Часть 39 из 48 В начало
Для доступа к библиотеке пройдите авторизацию
Отступать мы не умеем, зато шлем нахрен и глазами, и прочей невербалкой.
— Это ты промахнулась, киса, — лениво тянет он, склоняя голову набок, — в этих залах не ищут секса. И я здесь его не ищу.
— А что же ищешь? — спрашиваю иронично, а его пальцы самым наглым образом берут меня за подбородок.
— Холст, — он произносит задумчиво, будто в уме накидывая какой-то набросок.
В зале шибари это сложно понимать как-то двояко. Он предлагает мне связывание.
— Умеешь так же? — уточняю, указывая взглядом на одну из связанных моделей.
— Нет, киса, — снова сверкает мне в лицо белоснежная улыбка, — я умею гораздо лучше.
Боже ты мой, какое самомнение… Наверное, именно на нем во всем мире горизонт и держится.
— Ну что, рискнешь? — тоном искусителя тянет мой собеседник. — Или это для тебя слишком, кисонька?
Я смеюсь. Боже, он что, и вправду так со всеми себя ведет? И сколько, интересно, на это дело западает дурочек?
С другой стороны…
Я задумчиво касаюсь взглядом тонких запястий блондинки, которую вытянули к потолку и поставили на самые носки. Как она дрожит… Какое напряжение в позе… Как пересохли губы…
Как отказаться от приключения, когда тебе: а) его позволили и б) совершенно не хочется отказываться?
В конце концов… В нахальстве тоже есть своя прелесть.

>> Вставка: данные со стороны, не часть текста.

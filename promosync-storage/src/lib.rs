//! promosync Storage - Store Traits and Implementations
//!
//! Defines the primary and replica store abstractions, the three-slot
//! replica rotation, the cache-aside read path and their in-memory and
//! Postgres/LMDB implementations.

pub mod cache;
pub mod memory;
pub mod migrations;
pub mod postgres;
pub mod slots;
pub mod traits;

pub use cache::{
    cache_key, CacheAside, CacheBackend, CacheStats, InMemoryCache, LmdbCacheBackend,
    LmdbCacheError,
};
pub use memory::{InMemoryPrimaryStore, InMemoryReplicaStore};
pub use migrations::{
    apply_migrations, apply_migrations_with_retry, Migration, PRIMARY_MIGRATIONS,
    REPLICA_MIGRATIONS,
};
pub use postgres::{connect_with_retry, create_pool, probe, PgPrimaryStore, PgReplicaStore};
pub use slots::{Slot, SlotAssignment};
pub use traits::{PrimaryStore, ReplicaStore};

Бросаю оценивающий взгляд на ожидающего моего ответа мужчину. Сильные руки, рельефные. Можно попросить, чтобы вязал узлы посильнее, чтобы веревка прямо вгрызалась в кожу…
— У меня есть два условия, — произношу, позволяя себе чуть расслабить позу.
Боже ты мой, какая все-таки яркая у него улыбка. Стоматолог с её отбеливанием явно перестарался.
— Дай угадаю, — он опаляет меня своим ехидством, — только связывание и ничего больше? Не бойся, киса, я и не собирался предлагать тебе больше. Большее только для тех, кто меня впечатляет.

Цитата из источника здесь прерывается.